In this case,[1] Midland Funding, LLC and its affiliate companies, were sued under the Fair Debt Collection Practices Act ("FDCPA") for sending a consumer "pre-legal" notifications and "discount offers" demanding inflated payments to satisfy past-due debts.

Midland Funding moved to compel arbitration. The issue presented was Midland's right to enforce an arbitration agreement between the consumer plaintiff and Citibank, the alleged originating creditor. To do so, Midland needed to prove it was properly assigned the debt to enforce it in the first place.

Midland Funding is the 5th debt buyer down the chain of custody.
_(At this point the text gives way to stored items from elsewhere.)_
use async_trait::async_trait;
use reqwest::Client;
use serde::{Deserialize, Serialize};
use std::time::Duration;

use super::{check_count, with_retry, Embedder, RequestError};
use crate::config::EmbeddingsConfig;
use crate::error::{RagindexError, Result};

/// Request body for Ollama's `/api/embed`
#[derive(Serialize)]
struct EmbedRequest<'a> {
    model: &'a str,
    input: &'a [String],
}

/// Response body from Ollama's `/api/embed`
#[derive(Deserialize)]
struct EmbedResponse {
    embeddings: Vec<Vec<f32>>,
}

/// Client for a local Ollama instance
///
/// Calls `POST {base_url}/api/embed`, splitting large inputs into batches and
/// retrying connection errors, 429 and 5xx with exponential backoff.
pub struct OllamaEmbedder {
    client: Client,
    base_url: String,
    model: String,
    batch_size: usize,
    max_retries: usize,
}

impl OllamaEmbedder {
    pub fn new(base_url: &str, model: &str, batch_size: usize, max_retries: usize, timeout: Duration) -> Result<Self> {
        let client = Client::builder()
            .timeout(timeout)
            .build()
            .map_err(|e| RagindexError::Embedding(format!("Failed to build HTTP client: {}", e)))?;

        Ok(Self {
            client,
            base_url: base_url.trim_end_matches('/').to_string(),
            model: model.to_string(),
            batch_size: batch_size.max(1),
            max_retries,
        })
    }

    pub fn from_config(config: &EmbeddingsConfig) -> Result<Self> {
        Self::new(
            &config.base_url,
            &config.model,
            config.batch_size,
            config.max_retries,
            Duration::from_secs(config.timeout_secs),
        )
    }

    fn endpoint(&self) -> String {
        format!("{}/api/embed", self.base_url)
    }

    /// Single request for one batch
    async fn request(&self, texts: &[String]) -> std::result::Result<Vec<Vec<f32>>, RequestError> {
        let body = EmbedRequest {
            model: &self.model,
            input: texts,
        };

        let response = self
            .client
            .post(self.endpoint())
            .json(&body)
            .send()
            .await
            .map_err(|e| {
                RequestError::Retryable(format!(
                    "Ollama connection error (is Ollama running at {}?): {}",
                    self.base_url, e
                ))
            })?;

        let status = response.status();
        if !status.is_success() {
            let body = response
                .text()
                .await
                .unwrap_or_else(|_| "Unable to read error response".to_string());
            return Err(RequestError::from_status(status, body, "Ollama"));
        }

        let parsed: EmbedResponse = response
            .json()
            .await
            .map_err(|e| RequestError::Fatal(format!("Failed to parse Ollama response: {}", e)))?;

        Ok(parsed.embeddings)
    }
}

#[async_trait]
impl Embedder for OllamaEmbedder {
    fn model_name(&self) -> &str {
        &self.model
    }

    async fn embed_batch(&self, texts: &[String]) -> Result<Vec<Vec<f32>>> {
        if texts.is_empty() {
            return Ok(Vec::new());
        }

        let mut all_embeddings = Vec::with_capacity(texts.len());
        for batch in texts.chunks(self.batch_size) {
            let embeddings = with_retry(self.max_retries, || self.request(batch)).await?;
            check_count(batch.len(), &embeddings)?;
            all_embeddings.extend(embeddings);
        }

        log::debug!("Embedded {} text(s) with {}", texts.len(), self.model);
        Ok(all_embeddings)
    }
}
The preceding debt buyers were Sherman Originator III, LLC, Sherman Originator, LVNV Funding, LLC, and Sherman Acquisition, LLC.

Midland Funding, via an affidavit of one of its employees, attempted to authenticate (prove the genuineness of) the transfer of a consumer's debt down the whole chain by relying on documents created by these preceding debt buyers.

A simple review of the Federal Rules of Evidence (803(6)) relating to the admissibility of business records screams the conclusion that Midland's affidavit fails to authenticate the preceding debt buyers' "assignment" documentation.

The court stated, "to lay a proper foundation, a proponent must demonstrate through the testimony of a qualified witness that the records were kept in the course of a regularly conducted activity, and that it was the regular practice of that business to make such records." The court explained, "a qualified witness need not be the author of the document but must have personal knowledge of the procedure used to create and maintain the document."

The court found that Midland's employee not only lacked personal knowledge of the preceding debt buyers' record keeping practices – but also failed to establish the contemporaneousness of the records. Some documents were undated.

Midland argued that although different entities created the assignment documents, some courts permit entry of those documents if "integrated into its own records and relied upon in its own day-to-day operations." But this line of cases requires satisfaction of the other elements of the business records exception to hearsay: 1) contemporaneousness of record; 2) record kept in regular course of business; and 3) making the record was regular practice of business.



[1] Webb v. Midland Credit Management, Inc., Midland Funding, LLC, and Encore Capital Group, Inc., 2012 WL 2022013 (Decided May 31, 2012).